Known for her mesmerizing thread paintings, Bumin Kim pushes the boundaries of what defines a painting. Her work is especially inspired by elements found in nature, often extracting and simplifying landscapes and organic forms into geometric color fields. She breathes new life into the surface of her paintings, shifting the energy of each piece to exude an unexpected yet irresistible presence.
Originally from Korea, Bumin Kim received her MFA in painting and drawing in 2015 from the University of North Texas in Denton and remains in North Texas as an active member of the contemporary art community. Kim recently received a top award in the Materials:Hard+Soft International Competition and Exhibition, juried by JoAnn Edwards at the Patterson-Appleton Arts Center in Denton. In addition to numerous solo and group exhibitions throughout Texas, she has been featured at the Dallas Art Fair and Art Aspen. Her work is included in both public and private collections in Texas and throughout the United States. Bumin lives and works in Dallas, Texas, and is represented by Ro2 Art.
This body of work is a showcase of questions; an approach towards the idea of drawing in the expanded field. Kim explores the nature of line, and the potential held therein, to push the boundaries between the two-dimensional surface and three-dimensional space. Thread and string are synonymous with the actions of weaving and stitching, both for utilitarian purposes, and to serve as metaphor, for the joining of two separate entities with efforts to repair what once was, or with the intent of becoming something other, whole and new.

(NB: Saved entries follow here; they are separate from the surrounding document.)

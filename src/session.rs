//! Session resolution: who is signed in and which role they hold
//!
//! The role comes from the account table (matched by email) and falls back to
//! the role carried in the identity metadata. Lookup failures never sign the
//! user out; they degrade to an empty role, which the guard treats as the
//! lowest privilege.

use async_trait::async_trait;
use serde::{Deserialize, Serialize};
use serde_json::{Map, Value};
use utoipa::ToSchema;

use crate::{error::AppResult, guard::normalize_role};

/// Authenticated identity as reported by the identity provider
#[derive(Debug, Clone, Default, PartialEq)]
pub struct Identity {
    pub subject: String,
    pub email: Option<String>,
    pub metadata: Map<String, Value>,
}

impl Identity {
    /// Role-like value carried in the metadata: the `role` key first, then the
    /// first string value whose key mentions "role"
    pub fn metadata_role(&self) -> Option<&str> {
        if let Some(role) = self.metadata.get("role").and_then(Value::as_str) {
            return Some(role);
        }
        self.metadata
            .iter()
            .filter(|(key, _)| key.to_lowercase().contains("role"))
            .find_map(|(_, value)| value.as_str())
    }
}

#[cfg_attr(test, mockall::automock)]
#[async_trait]
pub trait IdentityProvider: Send + Sync {
    /// Current identity, or `None` when nobody is signed in
    async fn current_identity(&self) -> AppResult<Option<Identity>>;
}

#[cfg_attr(test, mockall::automock)]
#[async_trait]
pub trait AccountDirectory: Send + Sync {
    /// Stored role of the account registered under `email`
    async fn role_by_email(&self, email: &str) -> AppResult<Option<String>>;
}

#[async_trait]
impl<T: AccountDirectory + ?Sized> AccountDirectory for std::sync::Arc<T> {
    async fn role_by_email(&self, email: &str) -> AppResult<Option<String>> {
        (**self).role_by_email(email).await
    }
}

/// A resolved session. `role` is normalized and empty when unknown.
#[derive(Debug, Clone, PartialEq, Eq, Serialize, Deserialize, ToSchema)]
pub struct Session {
    pub email: Option<String>,
    pub role: String,
}

#[derive(Debug, Clone, PartialEq, Eq)]
pub enum SessionOutcome {
    /// No identity; the caller sends the visitor to the entry page
    Unauthenticated,
    Resolved(Session),
}

pub struct SessionResolver<I, D> {
    identity: I,
    directory: D,
}

impl<I: IdentityProvider, D: AccountDirectory> SessionResolver<I, D> {
    pub fn new(identity: I, directory: D) -> Self {
        Self { identity, directory }
    }

    pub async fn resolve(&self) -> SessionOutcome {
        let identity = match self.identity.current_identity().await {
            Ok(Some(identity)) => identity,
            Ok(None) => return SessionOutcome::Unauthenticated,
            Err(e) => {
                tracing::warn!("Failed to read current identity: {}", e);
                return SessionOutcome::Unauthenticated;
            }
        };

        let role = resolve_role(&identity, &self.directory).await;
        tracing::debug!(subject = %identity.subject, role = %role, "Session resolved");

        SessionOutcome::Resolved(Session {
            email: identity.email,
            role,
        })
    }
}

/// Look up the normalized role of an identity
pub async fn resolve_role<D: AccountDirectory + ?Sized>(identity: &Identity, directory: &D) -> String {
    let Some(email) = identity.email.as_deref() else {
        return identity.metadata_role().map(normalize_role).unwrap_or_default();
    };

    match directory.role_by_email(email).await {
        Ok(Some(role)) => normalize_role(&role),
        Ok(None) => identity.metadata_role().map(normalize_role).unwrap_or_default(),
        Err(e) => {
            tracing::warn!("Role lookup failed for {}: {}", email, e);
            String::new()
        }
    }
}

The transformative power of materiality is at play in these works, and Kim has repurposed the context of thread and string, to emphasize the energy, delicacy, and grace of drawing. Both the weight of line as thin and singular, and the collection of lines en masse as solid form, are sensitive tools found in Kim's repertoire; these are tools which have been exercised with skillful intent to build interesting forms, reminiscent of exacerbated versions of value studies, gesture drawings, or economical sketches one might find in the foundations of drawing. But that would be too reductive to let them exist still tethered to such a basic, albeit important set of concepts.
These works shift, undulate and pulse into our space, promulgating themselves as entities emancipated from the confines of flatland, and now poised, vibrating, just above the surface. Drawing has been personified, and is no longer limited to the index of the hand, or the illusion of the flat surface. It is an echo of a once sorrowful song, whose voice is present, tender, and alive.